DATA PROVIDED:

- - - - - - -

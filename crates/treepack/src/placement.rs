//! Rigid placements of the unit shape and ordered sets of them.

use crate::bounds::BoundsTracker;
use crate::shape::ShapeModel;
use std::sync::Arc;

#[cfg(feature = "serde")]
use serde::{Deserialize, Serialize};

/// A placement's position and rotation. This is the unit the external
/// submission writer consumes.
#[derive(Debug, Clone, Copy, PartialEq)]
#[cfg_attr(feature = "serde", derive(Serialize, Deserialize))]
pub struct Pose {
    /// Center x coordinate.
    pub x: f64,
    /// Center y coordinate.
    pub y: f64,
    /// Rotation in degrees, applied about the shape's local origin.
    pub deg: f64,
}

impl Pose {
    /// Creates a pose.
    pub fn new(x: f64, y: f64, deg: f64) -> Self {
        Self { x, y, deg }
    }
}

/// One rotated, translated copy of the unit shape.
///
/// An immutable value: the world polygon is derived once at construction
/// (rotate about the local origin, then translate) and can never go stale.
/// Changing position or rotation means constructing a new placement.
#[derive(Debug, Clone)]
pub struct RigidPlacement {
    shape: Arc<ShapeModel>,
    pose: Pose,
    world: Vec<(f64, f64)>,
    aabb: [f64; 4],
}

impl RigidPlacement {
    /// Places `shape` with its local origin at `(x, y)`, rotated by `deg`.
    ///
    /// The transform is a pure function of its inputs: identical arguments
    /// always produce a bit-identical world polygon.
    pub fn new(shape: Arc<ShapeModel>, x: f64, y: f64, deg: f64) -> Self {
        let rad = deg.to_radians();
        let (sin_r, cos_r) = rad.sin_cos();

        let mut world = Vec::with_capacity(shape.vertices().len());
        let mut aabb = [f64::INFINITY, f64::INFINITY, f64::NEG_INFINITY, f64::NEG_INFINITY];

        for &(vx, vy) in shape.vertices() {
            let wx = vx * cos_r - vy * sin_r + x;
            let wy = vx * sin_r + vy * cos_r + y;
            world.push((wx, wy));
            aabb[0] = aabb[0].min(wx);
            aabb[1] = aabb[1].min(wy);
            aabb[2] = aabb[2].max(wx);
            aabb[3] = aabb[3].max(wy);
        }

        Self {
            shape,
            pose: Pose::new(x, y, deg),
            world,
            aabb,
        }
    }

    /// Places `shape` from a [`Pose`].
    pub fn from_pose(shape: Arc<ShapeModel>, pose: Pose) -> Self {
        Self::new(shape, pose.x, pose.y, pose.deg)
    }

    /// Returns the position and rotation.
    pub fn pose(&self) -> Pose {
        self.pose
    }

    /// Returns the shared shape model.
    pub fn shape(&self) -> &Arc<ShapeModel> {
        &self.shape
    }

    /// Returns the world-space vertex ring.
    pub fn world_polygon(&self) -> &[(f64, f64)] {
        &self.world
    }

    /// Returns the world AABB as `[min_x, min_y, max_x, max_y]`.
    pub fn aabb(&self) -> [f64; 4] {
        self.aabb
    }
}

/// An ordered collection of placements, one per shape instance.
///
/// The engine guarantees the no-overlap invariant for every set it returns;
/// transient violations exist only inside the solver's search.
#[derive(Debug, Clone, Default)]
pub struct PlacementSet {
    placements: Vec<RigidPlacement>,
}

impl PlacementSet {
    /// Creates an empty set.
    pub fn new() -> Self {
        Self::default()
    }

    /// Creates an empty set with reserved capacity.
    pub fn with_capacity(capacity: usize) -> Self {
        Self {
            placements: Vec::with_capacity(capacity),
        }
    }

    /// Appends a placement.
    pub fn push(&mut self, placement: RigidPlacement) {
        self.placements.push(placement);
    }

    /// Returns the number of placements.
    pub fn len(&self) -> usize {
        self.placements.len()
    }

    /// Returns true if the set is empty.
    pub fn is_empty(&self) -> bool {
        self.placements.is_empty()
    }

    /// Returns the placement at `index`.
    pub fn get(&self, index: usize) -> Option<&RigidPlacement> {
        self.placements.get(index)
    }

    /// Iterates over the placements in instance order.
    pub fn iter(&self) -> impl Iterator<Item = &RigidPlacement> {
        self.placements.iter()
    }

    /// Returns the placements as a slice.
    pub fn as_slice(&self) -> &[RigidPlacement] {
        &self.placements
    }

    /// Returns the envelope of all world polygons, or `None` for an empty
    /// set.
    pub fn bounds(&self) -> Option<[f64; 4]> {
        BoundsTracker::of(self).bounds()
    }

    /// Returns the bounding square side: the larger of the envelope's width
    /// and height, or 0 for an empty set.
    pub fn side(&self) -> f64 {
        BoundsTracker::of(self).side()
    }

    /// Returns the poses in instance order.
    pub fn poses(&self) -> Vec<Pose> {
        self.placements.iter().map(|p| p.pose()).collect()
    }
}

impl std::ops::Index<usize> for PlacementSet {
    type Output = RigidPlacement;

    fn index(&self, index: usize) -> &Self::Output {
        &self.placements[index]
    }
}

#[cfg(test)]
mod tests {
    use super::*;
    use approx::assert_relative_eq;

    fn tree() -> Arc<ShapeModel> {
        Arc::new(ShapeModel::tree())
    }

    #[test]
    fn test_identity_placement() {
        let shape = tree();
        let p = RigidPlacement::new(shape.clone(), 0.0, 0.0, 0.0);

        assert_eq!(p.world_polygon(), shape.vertices());
        let aabb = p.aabb();
        assert_relative_eq!(aabb[0], -0.35);
        assert_relative_eq!(aabb[3], 0.8);
    }

    #[test]
    fn test_translation() {
        let p = RigidPlacement::new(tree(), 2.0, -1.0, 0.0);
        let aabb = p.aabb();
        assert_relative_eq!(aabb[0], 1.65);
        assert_relative_eq!(aabb[1], -1.2);
        assert_relative_eq!(aabb[2], 2.35);
        assert_relative_eq!(aabb[3], -0.2);
    }

    #[test]
    fn test_half_turn_flips_extents() {
        let p = RigidPlacement::new(tree(), 0.0, 0.0, 180.0);
        let aabb = p.aabb();
        // Upright tree spans y in [-0.2, 0.8]; flipped spans [-0.8, 0.2].
        assert_relative_eq!(aabb[1], -0.8, epsilon = 1e-12);
        assert_relative_eq!(aabb[3], 0.2, epsilon = 1e-12);
    }

    #[test]
    fn test_determinism() {
        let shape = tree();
        let a = RigidPlacement::new(shape.clone(), 0.17, -3.2, 37.5);
        let b = RigidPlacement::new(shape, 0.17, -3.2, 37.5);
        assert_eq!(a.world_polygon(), b.world_polygon());
        assert_eq!(a.aabb(), b.aabb());
    }

    #[test]
    fn test_set_bounds_and_side() {
        let shape = tree();
        let mut set = PlacementSet::new();
        assert!(set.bounds().is_none());
        assert_eq!(set.side(), 0.0);

        set.push(RigidPlacement::new(shape.clone(), 0.0, 0.0, 0.0));
        set.push(RigidPlacement::new(shape, 0.355, 0.805, 180.0));

        let bounds = set.bounds().unwrap();
        assert_relative_eq!(bounds[0], -0.35, epsilon = 1e-12);
        assert_relative_eq!(bounds[1], -0.2, epsilon = 1e-12);
        assert_relative_eq!(bounds[2], 0.705, epsilon = 1e-12);
        assert_relative_eq!(bounds[3], 1.005, epsilon = 1e-12);
        assert_relative_eq!(set.side(), 1.205, epsilon = 1e-12);
    }
}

- - - - - - -

TRY IT: In full and unchanged, repeat the data above.

SOLUTION:
filename crates/treepack/src/placement.rs
//! Rigid placements of the unit shape and ordered sets of them.

use crate::bounds::BoundsTracker;
use crate::shape::ShapeModel;
use std::sync::Arc;

#[cfg(feature = "serde")]
use serde::{Deserialize, Serialize};

/// A placement's position and rotation. This is the unit the external
/// submission writer consumes.
#[derive(Debug, Clone, Copy, PartialEq)]
#[cfg_attr(feature = "serde", derive(Serialize, Deserialize))]
pub struct Pose {
    /// Center x coordinate.
    pub x: f64,
    /// Center y coordinate.
    pub y: f64,
    /// Rotation in degrees, applied about the shape's local origin.
    pub deg: f64,
}

impl Pose {
    /// Creates a pose.
    pub fn new(x: f64, y: f64, deg: f64) -> Self {
        Self { x, y, deg }
    }
}

/// One rotated, translated copy of the unit shape.
///
/// An immutable value: the world polygon is derived once at construction
/// (rotate about the local origin, then translate) and can never go stale.
/// Changing position or rotation means constructing a new placement.
#[derive(Debug, Clone)]
pub struct RigidPlacement {
    shape: Arc<ShapeModel>,
    pose: Pose,
    world: Vec<(f64, f64)>,
    aabb: [f64; 4],
}

impl RigidPlacement {
    /// Places `shape` with its local origin at `(x, y)`, rotated by `deg`.
    ///
    /// The transform is a pure function of its inputs: identical arguments
    /// always produce a bit-identical world polygon.
    pub fn new(shape: Arc<ShapeModel>, x: f64, y: f64, deg: f64) -> Self {
        let rad = deg.to_radians();
        let (sin_r, cos_r) = rad.sin_cos();

        let mut world = Vec::with_capacity(shape.vertices().len());
        let mut aabb = [f64::INFINITY, f64::INFINITY, f64::NEG_INFINITY, f64::NEG_INFINITY];

        for &(vx, vy) in shape.vertices() {
            let wx = vx * cos_r - vy * sin_r + x;
            let wy = vx * sin_r + vy * cos_r + y;
            world.push((wx, wy));
            aabb[0] = aabb[0].min(wx);
            aabb[1] = aabb[1].min(wy);
            aabb[2] = aabb[2].max(wx);
            aabb[3] = aabb[3].max(wy);
        }

        Self {
            shape,
            pose: Pose::new(x, y, deg),
            world,
            aabb,
        }
    }

    /// Places `shape` from a [`Pose`].
    pub fn from_pose(shape: Arc<ShapeModel>, pose: Pose) -> Self {
        Self::new(shape, pose.x, pose.y, pose.deg)
    }

    /// Returns the position and rotation.
    pub fn pose(&self) -> Pose {
        self.pose
    }

    /// Returns the shared shape model.
    pub fn shape(&self) -> &Arc<ShapeModel> {
        &self.shape
    }

    /// Returns the world-space vertex ring.
    pub fn world_polygon(&self) -> &[(f64, f64)] {
        &self.world
    }

    /// Returns the world AABB as `[min_x, min_y, max_x, max_y]`.
    pub fn aabb(&self) -> [f64; 4] {
        self.aabb
    }
}

/// An ordered collection of placements, one per shape instance.
///
/// The engine guarantees the no-overlap invariant for every set it returns;
/// transient violations exist only inside the solver's search.
#[derive(Debug, Clone, Default)]
pub struct PlacementSet {
    placements: Vec<RigidPlacement>,
}

impl PlacementSet {
    /// Creates an empty set.
    pub fn new() -> Self {
        Self::default()
    }

    /// Creates an empty set with reserved capacity.
    pub fn with_capacity(capacity: usize) -> Self {
        Self {
            placements: Vec::with_capacity(capacity),
        }
    }

    /// Appends a placement.
    pub fn push(&mut self, placement: RigidPlacement) {
        self.placements.push(placement);
    }

    /// Returns the number of placements.
    pub fn len(&self) -> usize {
        self.placements.len()
    }

    /// Returns true if the set is empty.
    pub fn is_empty(&self) -> bool {
        self.placements.is_empty()
    }

    /// Returns the placement at `index`.
    pub fn get(&self, index: usize) -> Option<&RigidPlacement> {
        self.placements.get(index)
    }

    /// Iterates over the placements in instance order.
    pub fn iter(&self) -> impl Iterator<Item = &RigidPlacement> {
        self.placements.iter()
    }

    /// Returns the placements as a slice.
    pub fn as_slice(&self) -> &[RigidPlacement] {
        &self.placements
    }

    /// Returns the envelope of all world polygons, or `None` for an empty
    /// set.
    pub fn bounds(&self) -> Option<[f64; 4]> {
        BoundsTracker::of(self).bounds()
    }

    /// Returns the bounding square side: the larger of the envelope's width
    /// and height, or 0 for an empty set.
    pub fn side(&self) -> f64 {
        BoundsTracker::of(self).side()
    }

    /// Returns the poses in instance order.
    pub fn poses(&self) -> Vec<Pose> {
        self.placements.iter().map(|p| p.pose()).collect()
    }
}

impl std::ops::Index<usize> for PlacementSet {
    type Output = RigidPlacement;

    fn index(&self, index: usize) -> &Self::Output {
        &self.placements[index]
    }
}

#[cfg(test)]
mod tests {
    use super::*;
    use approx::assert_relative_eq;

    fn tree() -> Arc<ShapeModel> {
        Arc::new(ShapeModel::tree())
    }

    #[test]
    fn test_identity_placement() {
        let shape = tree();
        let p = RigidPlacement::new(shape.clone(), 0.0, 0.0, 0.0);

        assert_eq!(p.world_polygon(), shape.vertices());
        let aabb = p.aabb();
        assert_relative_eq!(aabb[0], -0.35);
        assert_relative_eq!(aabb[3], 0.8);
    }

    #[test]
    fn test_translation() {
        let p = RigidPlacement::new(tree(), 2.0, -1.0, 0.0);
        let aabb = p.aabb();
        assert_relative_eq!(aabb[0], 1.65);
        assert_relative_eq!(aabb[1], -1.2);
        assert_relative_eq!(aabb[2], 2.35);
        assert_relative_eq!(aabb[3], -0.2);
    }

    #[test]
    fn test_half_turn_flips_extents() {
        let p = RigidPlacement::new(tree(), 0.0, 0.0, 180.0);
        let aabb = p.aabb();
        // Upright tree spans y in [-0.2, 0.8]; flipped spans [-0.8, 0.2].
        assert_relative_eq!(aabb[1], -0.8, epsilon = 1e-12);
        assert_relative_eq!(aabb[3], 0.2, epsilon = 1e-12);
    }

    #[test]
    fn test_determinism() {
        let shape = tree();
        let a = RigidPlacement::new(shape.clone(), 0.17, -3.2, 37.5);
        let b = RigidPlacement::new(shape, 0.17, -3.2, 37.5);
        assert_eq!(a.world_polygon(), b.world_polygon());
        assert_eq!(a.aabb(), b.aabb());
    }

    #[test]
    fn test_set_bounds_and_side() {
        let shape = tree();
        let mut set = PlacementSet::new();
        assert!(set.bounds().is_none());
        assert_eq!(set.side(), 0.0);

        set.push(RigidPlacement::new(shape.clone(), 0.0, 0.0, 0.0));
        set.push(RigidPlacement::new(shape, 0.355, 0.805, 180.0));

        let bounds = set.bounds().unwrap();
        assert_relative_eq!(bounds[0], -0.35, epsilon = 1e-12);
        assert_relative_eq!(bounds[1], -0.2, epsilon = 1e-12);
        assert_relative_eq!(bounds[2], 0.705, epsilon = 1e-12);
        assert_relative_eq!(bounds[3], 1.005, epsilon = 1e-12);
        assert_relative_eq!(set.side(), 1.205, epsilon = 1e-12);
    }
}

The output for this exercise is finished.